ACS Commissioner John Mattingly has often acknowledged that his vision for New York City’s child welfare system hinges on building a stronger, more sophisticated foster care base that can rise to the demands posed by recent reforms. But observers say this would be a difficult time for the city and state to raise the stipend to a level that would help agencies find and hold onto stronger foster homes. A $15-per-day increase for all foster parents would cost the government about $65 million annually.

“In these times, when things are getting tougher [economically], they’re going to say, ‘I’m sorry, we have better things to spend it on,’” says John Courtney, co-director of the Partnership for Family Supports and Justice at the Fund for Social Change.

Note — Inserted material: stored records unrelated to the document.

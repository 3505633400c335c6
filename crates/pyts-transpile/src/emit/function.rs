//! Function definitions, parameters, decorators and lambdas.

use super::Emitter;
use crate::analysis::{contains_yield, escaped_names, parameters, plan_scope, ParamKind, Parameter};
use crate::diagnostics::FallbackKind;
use crate::syntax::{docstring, has_token, is_docstring, named_children, statements};
use crate::types;
use tree_sitter::Node;

/// Stands in for the decorated definition while wrappers are folded.
pub(super) const HOLE: &str = "\u{0}";

/// Apply decorator expressions outermost first: `[a, b]` around `f` is
/// `a(b(f))`.
pub fn fold_decorators(wrappers: &[String], inner: &str) -> String {
    wrappers
        .iter()
        .rev()
        .fold(inner.to_string(), |acc, wrapper| format!("{wrapper}({acc})"))
}

/// Header pieces shared by functions and methods.
pub(super) struct Header {
    pub type_params: String,
    pub params: String,
    pub returns: String,
}

impl<'a> Emitter<'a> {
    pub(super) fn decorated_definition(&mut self, node: Node) {
        let decorators: Vec<Node> = named_children(node)
            .into_iter()
            .filter(|child| child.kind() == "decorator")
            .collect();
        match node.child_by_field_name("definition") {
            Some(definition) if definition.kind() == "function_definition" => {
                self.function_definition(definition, &decorators)
            }
            Some(definition) if definition.kind() == "class_definition" => {
                self.class_definition(definition, &decorators)
            }
            _ => self.passthrough_statement(node, FallbackKind::StructuralMismatch, "decorated statement"),
        }
    }

    /// The expression of a decorator line.
    pub(super) fn decorator_expr(&mut self, decorator: Node) -> String {
        match decorator.named_child(0) {
            Some(expr) => self.emit_expr(expr),
            None => self.passthrough_expr(decorator, FallbackKind::Malformed, "empty decorator"),
        }
    }

    /// Last dotted segment of a decorator's callee.
    pub(super) fn decorator_name(&self, decorator: Node) -> &'a str {
        let Some(expr) = decorator.named_child(0) else {
            return "";
        };
        let callee = match expr.kind() {
            "call" => expr.child_by_field_name("function").unwrap_or(expr),
            _ => expr,
        };
        let spelled = self.text(callee);
        spelled.rsplit('.').next().unwrap_or(spelled)
    }

    pub(super) fn function_definition(&mut self, node: Node, decorators: &[Node]) {
        let (Some(name_node), Some(params_node)) = (
            node.child_by_field_name("name"),
            node.child_by_field_name("parameters"),
        ) else {
            return self.passthrough_statement(node, FallbackKind::StructuralMismatch, "incomplete function");
        };
        let name = self.text(name_node);
        let ident = self.ident(name);
        let is_async = has_token(node, "async");
        let body = node.child_by_field_name("body");
        let generator = body.is_some_and(contains_yield);
        let params = parameters(params_node, self.ctx.source);

        if decorators.iter().any(|d| self.decorator_name(*d) == "overload") {
            let header = self.header(node, &params, is_async, generator);
            let Header { type_params, params, returns } = header;
            self.line(format!("function {ident}{type_params}({params}){returns};"));
            return;
        }

        if let Some(doc) = body.and_then(docstring) {
            self.docstring(doc);
        }
        let header = self.header(node, &params, is_async, generator);
        let wrappers: Vec<String> = decorators.iter().map(|d| self.decorator_expr(*d)).collect();
        let keyword = function_keyword(is_async, generator);
        let Header { type_params, params: params_text, returns } = header;
        // Inside a method, a nested def must keep the method's `this`.
        let arrow = self.ctx.receiver.is_some() && self.ctx.function_depth > 0 && !generator;
        let declared = self.ctx.scopes.is_visible(name);

        if wrappers.is_empty() && !arrow {
            if declared {
                self.open(format!("{ident} = {keyword} {ident}{type_params}({params_text}){returns} {{"));
                self.function_body(&params, body);
                self.close("};");
            } else {
                self.ctx.scopes.declare(name);
                self.open(format!("{keyword} {ident}{type_params}({params_text}){returns} {{"));
                self.function_body(&params, body);
                self.close("}");
            }
            return;
        }

        let head = if arrow {
            let prefix = if is_async { "async " } else { "" };
            format!("{prefix}{type_params}({params_text}){returns} => {{")
        } else {
            format!("{keyword} {ident}{type_params}({params_text}){returns} {{")
        };
        let folded = fold_decorators(&wrappers, HOLE);
        let (before, after) = folded.split_once(HOLE).unwrap_or((folded.as_str(), ""));
        let target = if declared {
            ident.clone()
        } else {
            self.ctx.scopes.declare(name);
            format!("const {ident}")
        };
        self.open(format!("{target} = {before}{head}"));
        self.function_body(&params, body);
        self.close(format!("}}{after};"));
    }

    /// Type parameters, parameter list and return annotation.
    pub(super) fn header(&mut self, node: Node, params: &[Parameter], is_async: bool, generator: bool) -> Header {
        let params_text = self.render_params(params);
        let returns = match node.child_by_field_name("return_type") {
            Some(annotation) => {
                let mut ty = types::translate(annotation, self.ctx.source);
                if ty == "null" {
                    ty = "void".to_string();
                }
                if is_async && !generator {
                    ty = format!("Promise<{ty}>");
                }
                format!(": {ty}")
            }
            None => String::new(),
        };
        let type_params = self.type_params(node, &[&params_text, &returns]);
        Header {
            type_params,
            params: params_text,
            returns,
        }
    }

    /// PEP 695 parameters plus module type variables the signature uses.
    fn type_params(&self, node: Node, texts: &[&str]) -> String {
        let mut names: Vec<String> = Vec::new();
        if let Some(list) = node.child_by_field_name("type_parameters") {
            for param in named_children(list) {
                let mut inner = param;
                while let Some(first) = inner.named_child(0).filter(|_| inner.kind() != "identifier") {
                    inner = first;
                }
                names.push(self.text(inner).to_string());
            }
        }
        let mut vars: Vec<&String> = self.ctx.type_vars.iter().collect();
        vars.sort();
        for var in vars {
            if self.ctx.class_type_params.contains(var) || names.contains(var) {
                continue;
            }
            if texts.iter().any(|text| contains_word(text, var)) {
                names.push(var.clone());
            }
        }
        if names.is_empty() {
            String::new()
        } else {
            format!("<{}>", names.join(", "))
        }
    }

    /// Keyword-only parameters become one destructured options object;
    /// `**kwargs` a record and `*args` a rest parameter, in that order.
    pub(super) fn render_params(&mut self, params: &[Parameter]) -> String {
        let mut out = Vec::new();
        let mut fields = Vec::new();
        let mut field_types = Vec::new();
        let mut all_optional = true;
        let mut rest = None;
        let mut kwargs = None;
        for param in params {
            let ident = self.ident(&param.name);
            let ty = param.annotation.map(|a| types::translate(a, self.ctx.source));
            let default = param.default.map(|d| self.emit_expr(d));
            match param.kind {
                ParamKind::Positional | ParamKind::PositionalOnly => {
                    let mut text = ident;
                    if let Some(ty) = &ty {
                        text.push_str(&format!(": {ty}"));
                    }
                    if let Some(default) = &default {
                        text.push_str(&format!(" = {default}"));
                    }
                    out.push(text);
                }
                ParamKind::KeywordOnly => {
                    let ty = ty.unwrap_or_else(|| "any".to_string());
                    match default {
                        Some(default) => {
                            fields.push(format!("{ident} = {default}"));
                            field_types.push(format!("{ident}?: {ty}"));
                        }
                        None => {
                            all_optional = false;
                            fields.push(ident.clone());
                            field_types.push(format!("{ident}: {ty}"));
                        }
                    }
                }
                ParamKind::VarPositional => {
                    let ty = ty.unwrap_or_else(|| "any".to_string());
                    rest = Some(format!("...{ident}: {}[]", array_element(&ty)));
                }
                ParamKind::VarKeyword => {
                    let ty = ty.unwrap_or_else(|| "any".to_string());
                    kwargs = Some(format!("{ident}: Record<string, {ty}> = {{}}"));
                }
            }
        }
        if !fields.is_empty() {
            let default = if all_optional { " = {}" } else { "" };
            out.push(format!(
                "{{ {} }}: {{ {} }}{default}",
                fields.join(", "),
                field_types.join("; ")
            ));
        }
        out.extend(kwargs);
        out.extend(rest);
        out.join(", ")
    }

    /// Emit a function body in its own frame. Parameters are declared, the
    /// body's locals shadow outer names and the docstring is skipped.
    pub(super) fn function_body(&mut self, params: &[Parameter], body: Option<Node>) {
        let Some(body) = body else {
            return;
        };
        let param_names: Vec<String> = params.iter().map(|p| p.name.clone()).collect();
        let mut excluded = escaped_names(body, self.ctx.source);
        excluded.extend(param_names.iter().cloned());
        let plan = plan_scope(body, self.ctx.source, excluded, false);
        let mut shadowed = plan.locals.clone();
        shadowed.extend(param_names.iter().cloned());
        self.ctx.scopes.push_function(shadowed);
        for name in &param_names {
            self.ctx.scopes.declare(name);
        }
        self.ctx.add_plan(plan);
        self.ctx.function_depth += 1;
        let loops = std::mem::take(&mut self.ctx.loop_flags);

        self.emit_predeclarations(body);
        let doc = docstring(body).map(|d| d.id());
        for statement in statements(body) {
            if !is_docstring(statement, doc) {
                self.emit_statement(statement);
            }
        }

        self.ctx.loop_flags = loops;
        self.ctx.function_depth -= 1;
        self.ctx.scopes.pop_scope();
    }

    pub(super) fn lambda(&mut self, node: Node) -> String {
        let params = node
            .child_by_field_name("parameters")
            .map(|p| parameters(p, self.ctx.source))
            .unwrap_or_default();
        let rendered = self.render_params(&params);
        self.ctx.scopes.push_scope();
        for param in &params {
            self.ctx.scopes.declare(&param.name);
        }
        let body = self.emit_child(node, "body");
        self.ctx.scopes.pop_scope();
        if body.starts_with('{') {
            format!("({rendered}) => ({body})")
        } else {
            format!("({rendered}) => {body}")
        }
    }
}

pub(super) fn function_keyword(is_async: bool, generator: bool) -> &'static str {
    match (is_async, generator) {
        (false, false) => "function",
        (false, true) => "function*",
        (true, false) => "async function",
        (true, true) => "async function*",
    }
}

fn array_element(ty: &str) -> String {
    if ty.contains(['|', '&', '=']) {
        format!("({ty})")
    } else {
        ty.to_string()
    }
}

/// `word` occurs in `text` bounded by non-identifier characters.
fn contains_word(text: &str, word: &str) -> bool {
    let is_ident = |c: char| c.is_alphanumeric() || c == '_' || c == '$';
    text.match_indices(word).any(|(start, _)| {
        let before = text[..start].chars().next_back();
        let after = text[start + word.len()..].chars().next();
        !before.is_some_and(is_ident) && !after.is_some_and(is_ident)
    })
}

#[cfg(test)]
mod tests {
    use super::*;

    #[test]
    fn test_fold_decorators_outermost_first() {
        let wrappers = vec!["a".to_string(), "b(1)".to_string()];
        assert_eq!(fold_decorators(&wrappers, "f"), "a(b(1)(f))");
        assert_eq!(fold_decorators(&[], "f"), "f");
    }

    #[test]
    fn test_contains_word() {
        assert!(contains_word("x: T", "T"));
        assert!(contains_word("Array<T>", "T"));
        assert!(!contains_word("x: Tree", "T"));
    }
}
impl<'a> Emitter<'a> {
    fn literal(&self, node: Node) -> Literal<'a> {
        let parts = children(node);
        let start = parts.first().filter(|p| p.kind() == "string_start");
        let end = parts.last().filter(|p| p.kind() == "string_end");
        let (prefix, from) = match start {
            Some(start) => {
                let spelled = self.text(*start);
                let prefix: String = spelled
                    .chars()
                    .take_while(|c| c.is_ascii_alphabetic())
                    .map(|c| c.to_ascii_lowercase())
                    .collect();
                (prefix, start.end_byte())
            }
            None => (String::new(), node.start_byte()),
        };
        let to = end.map_or(node.end_byte(), |end| end.start_byte());
        let content = self.ctx.source.get(from..to).unwrap_or("");
        Literal {
            prefix,
            content,
            start: from,
        }
    }

    pub(super) fn is_fstring(&self, node: Node) -> bool {
        node.kind() == "string" && self.literal(node).has('f')
    }

    /// Runtime value of a plain (non-f, non-bytes) string literal.
    fn string_value(&self, node: Node) -> Option<String> {
        if node.kind() != "string" {
            return None;
        }
        let literal = self.literal(node);
        if literal.has('f') || literal.has('b') {
            return None;
        }
        Some(if literal.has('r') {
            literal.content.to_string()
        } else {
            decode_escapes(literal.content)
        })
    }

    pub(super) fn string(&mut self, node: Node) -> String {
        let literal = self.literal(node);
        if literal.has('f') {
            return self.fstring(node, literal.has('r'));
        }
        if literal.has('b') {
            let bytes = if literal.has('r') {
                literal.content.as_bytes().to_vec()
            } else {
                decode_bytes(literal.content)
            };
            return bytes_literal(&bytes);
        }
        match self.string_value(node) {
            Some(value) => quote(&value),
            None => self.passthrough_expr(node, FallbackKind::Malformed, "string literal"),
        }
    }

    /// Adjacent literals. All-plain runs merge into one literal.
    pub(super) fn concatenated_string(&mut self, node: Node) -> String {
        let parts = named_children(node);
        let values: Option<Vec<String>> = parts.iter().map(|p| self.string_value(*p)).collect();
        if let Some(values) = values {
            return quote(&values.concat());
        }
        let rendered = self.emit_list(&parts);
        format!("({})", rendered.join(" + "))
    }

    fn fstring(&mut self, node: Node, raw: bool) -> String {
        let literal = self.literal(node);
        let content_end = literal.start + literal.content.len();
        let mut out = String::from("`");
        let mut cursor = literal.start;
        for part in children(node) {
            if part.kind() != "interpolation" {
                continue;
            }
            let between = self.ctx.source.get(cursor..part.start_byte()).unwrap_or("");
            out.push_str(&template_text(between, raw));
            out.push_str(&self.interpolation(part));
            cursor = part.end_byte();
        }
        let tail = self.ctx.source.get(cursor..content_end).unwrap_or("");
        out.push_str(&template_text(tail, raw));
        out.push('`');
        out
    }

    /// `{expr!r:spec}` as `${...}`. `{expr=}` keeps its source text.
    fn interpolation(&mut self, node: Node) -> String {
        let Some(expression) = node
            .child_by_field_name("expression")
            .or_else(|| named_children(node).into_iter().next())
        else {
            return String::new();
        };
        let mut prefix = String::new();
        let mut conversion = None;
        let mut spec = None;
        for child in children(node) {
            match child.kind() {
                "=" => {
                    let start = expression.start_byte();
                    let spelled = self.ctx.source.get(start..child.end_byte()).unwrap_or("");
                    prefix = escape_template(spelled);
                }
                "type_conversion" => conversion = Some(self.text(child).trim_start_matches('!')),
                "format_specifier" => spec = Some(child),
                _ => {}
            }
        }
        let debug = !prefix.is_empty();
        let value = self.emit_expr(expression);
        let value = match conversion {
            Some("r") | Some("a") => self.runtime_call(Primitive::Repr, &value),
            Some(_) => self.runtime_call(Primitive::Str, &value),
            None if debug && spec.is_none() => self.runtime_call(Primitive::Repr, &value),
            None => value,
        };
        let rendered = match spec {
            Some(spec) => {
                let spec = self.format_spec(spec);
                self.ctx.deps.require(Primitive::Format);
                format!("format({value}, {spec})")
            }
            None if conversion.is_some() || debug => value,
            None => self.runtime_call(Primitive::Str, &value),
        };
        format!("{prefix}${{{rendered}}}")
    }

    fn runtime_call(&mut self, primitive: Primitive, value: &str) -> String {
        self.ctx.deps.require(primitive);
        format!("{}({value})", primitive.name())
    }

    /// A format spec as a string literal, or a template when it nests
    /// interpolations.
    fn format_spec(&mut self, spec: Node) -> String {
        let spelled = self.text(spec);
        let body = spelled.strip_prefix(':').unwrap_or(spelled);
        let nested: Vec<Node> = children(spec)
            .into_iter()
            .filter(|c| matches!(c.kind(), "interpolation" | "format_expression"))
            .collect();
        if nested.is_empty() {
            return quote(body);
        }
        let mut out = String::from("`");
        let mut cursor = spec.start_byte() + (spelled.len() - body.len());
        for part in nested {
            let between = self.ctx.source.get(cursor..part.start_byte()).unwrap_or("");
            out.push_str(&escape_template(between));
            let inner = match part.named_child(0) {
                Some(expr) => self.emit_expr(expr),
                None => String::new(),
            };
            out.push_str(&format!("${{{inner}}}"));
            cursor = part.end_byte();
        }
        out.push_str(&escape_template(self.ctx.source.get(cursor..spec.end_byte()).unwrap_or("")));
        out.push('`');
        out
    }

    /// `"{} {name}".format(a, name=b)` as a template literal, or `None`
    /// when a field uses indexing or attribute access.
    pub(super) fn format_method(&mut self, template: Node, args: &Arguments) -> Option<String> {
        let value = self.string_value(template)?;
        let mut out = String::from("`");
        let mut literal = String::new();
        let mut auto_index = 0;
        let mut chars = value.chars().peekable();
        while let Some(c) = chars.next() {
            match c {
                '{' if chars.peek() == Some(&'{') => {
                    chars.next();
                    literal.push('{');
                }
                '}' if chars.peek() == Some(&'}') => {
                    chars.next();
                    literal.push('}');
                }
                '{' => {
                    let mut field = String::new();
                    for next in chars.by_ref() {
                        if next == '}' {
                            break;
                        }
                        field.push(next);
                    }
                    let (field, spec) = match field.split_once(':') {
                        Some((field, spec)) => (field.to_string(), Some(spec.to_string())),
                        None => (field, None),
                    };
                    let (name, conversion) = match field.split_once('!') {
                        Some((name, conversion)) => (name.to_string(), Some(conversion.to_string())),
                        None => (field, None),
                    };
                    let argument: Option<Node> = if name.is_empty() {
                        let argument = args.positional.get(auto_index).copied();
                        auto_index += 1;
                        argument
                    } else if let Ok(index) = name.parse::<usize>() {
                        args.positional.get(index).copied()
                    } else if name.contains(['.', '[']) {
                        None
                    } else {
                        args.keyword(&name)
                    };
                    let argument = argument?;
                    let mut value = self.emit_expr(argument);
                    value = match conversion.as_deref() {
                        Some("r") | Some("a") => self.runtime_call(Primitive::Repr, &value),
                        _ => self.runtime_call(Primitive::Str, &value),
                    };
                    if let Some(spec) = spec {
                        self.ctx.deps.require(Primitive::Format);
                        value = format!("format({value}, {})", quote(&spec));
                    }
                    out.push_str(&escape_template(&literal));
                    literal.clear();
                    out.push_str(&format!("${{{value}}}"));
                }
                _ => literal.push(c),
            }
        }
        out.push_str(&escape_template(&literal));
        out.push('`');
        Some(out)
    }

    /// A docstring as a JSDoc block.
    pub(super) fn docstring(&mut self, node: Node) {
        let value = self
            .string_value(node)
            .unwrap_or_else(|| self.text(node).to_string());
        let lines = clean_doc(&value);
        match lines.as_slice() {
            [] => {}
            [single] => self.line(format!("/** {single} */")),
            _ => {
                self.line("/**");
                for line in &lines {
                    if line.is_empty() {
                        self.line(" *");
                    } else {
                        self.line(format!(" * {line}"));
                    }
                }
                self.line(" */");
            }
        }
    }
}

/// Decode Python escape sequences in a non-raw literal body.
fn decode_escapes(content: &str) -> String {
    let mut out = String::with_capacity(content.len());
    let mut chars = content.chars().peekable();
    while let Some(c) = chars.next() {
        if c != '\\' {
            out.push(c);
            continue;
        }
        let Some(next) = chars.next() else {
            out.push('\\');
            break;
        };
        match next {
            '\n' => {}
            '\\' => out.push('\\'),
            '\'' => out.push('\''),
            '"' => out.push('"'),
            'a' => out.push('\u{7}'),
            'b' => out.push('\u{8}'),
            'f' => out.push('\u{c}'),
            'n' => out.push('\n'),
            'r' => out.push('\r'),
            't' => out.push('\t'),
            'v' => out.push('\u{b}'),
            '0'..='7' => {
                let mut digits = next.to_string();
                while digits.len() < 3 {
                    match chars.next_if(|d| ('0'..='7').contains(d)) {
                        Some(d) => digits.push(d),
                        None => break,
                    }
                }
                push_code(&mut out, u32::from_str_radix(&digits, 8).ok(), &format!("\\{digits}"));
            }
            'x' | 'u' | 'U' => {
                let width = match next {
                    'x' => 2,
                    'u' => 4,
                    _ => 8,
                };
                let digits: String = (0..width).map_while(|_| chars.next_if(char::is_ascii_hexdigit)).collect();
                let code = (digits.len() == width)
                    .then(|| u32::from_str_radix(&digits, 16).ok())
                    .flatten();
                push_code(&mut out, code, &format!("\\{next}{digits}"));
            }
            other => {
                out.push('\\');
                out.push(other);
            }
        }
    }
    out
}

Mattingly and his administration have, however, invested resources to help agencies better support their foster parents. In 2006, ACS slated $11.5 million for agencies to help recruit and support foster parents of children aged 10 and older. It renewed this funding in 2007. Some foster care agencies, including Harlem Dowling-West Side Center for Children and Family Services, used the money to reduce caseloads so each foster family could receive more attention. That agency also began offering optional training for all its foster parents on how to work with children with special needs—something that used to be available only to those families licensed as therapeutic foster homes.

Other agencies, including Little Flower Children and Family Services of New York, The Children’s Village, Edwin Gould Services for Children and Families and Forestdale, Inc., have used those funds to hire foster parent advocates who give foster families the support that caseworkers are often too busy to provide. The advocates also give foster parents a safe space to vent. “A lot of foster parents are afraid to tell what’s going on [to a caseworker] because they think the agency is going to look at them like they aren’t a good parent,” explains McCall.

In her nearly 20 years of foster parenting, Renee Francis, who herself lived in foster homes, has made a point to take in children with serious emotional and behavioral issues. “I’d rather take a ‘special needs,’ because they’re the ones who need us,” she says.

Francis has adopted seven children and takes vicarious pleasures in their successes, like the girl who overcame severe personality disorders and is now studying to be a teacher. Or the girl who arrived thinking she was “no good” and refused to speak, but who is now thriving in college.

“You study them and see what works with them,” says Francis. “I stayed in therapy with them and I found out that each child works different.” …

Child Welfare Watch is co-published by the Center for an Urban Future, which is City Limits’ sister policy institute.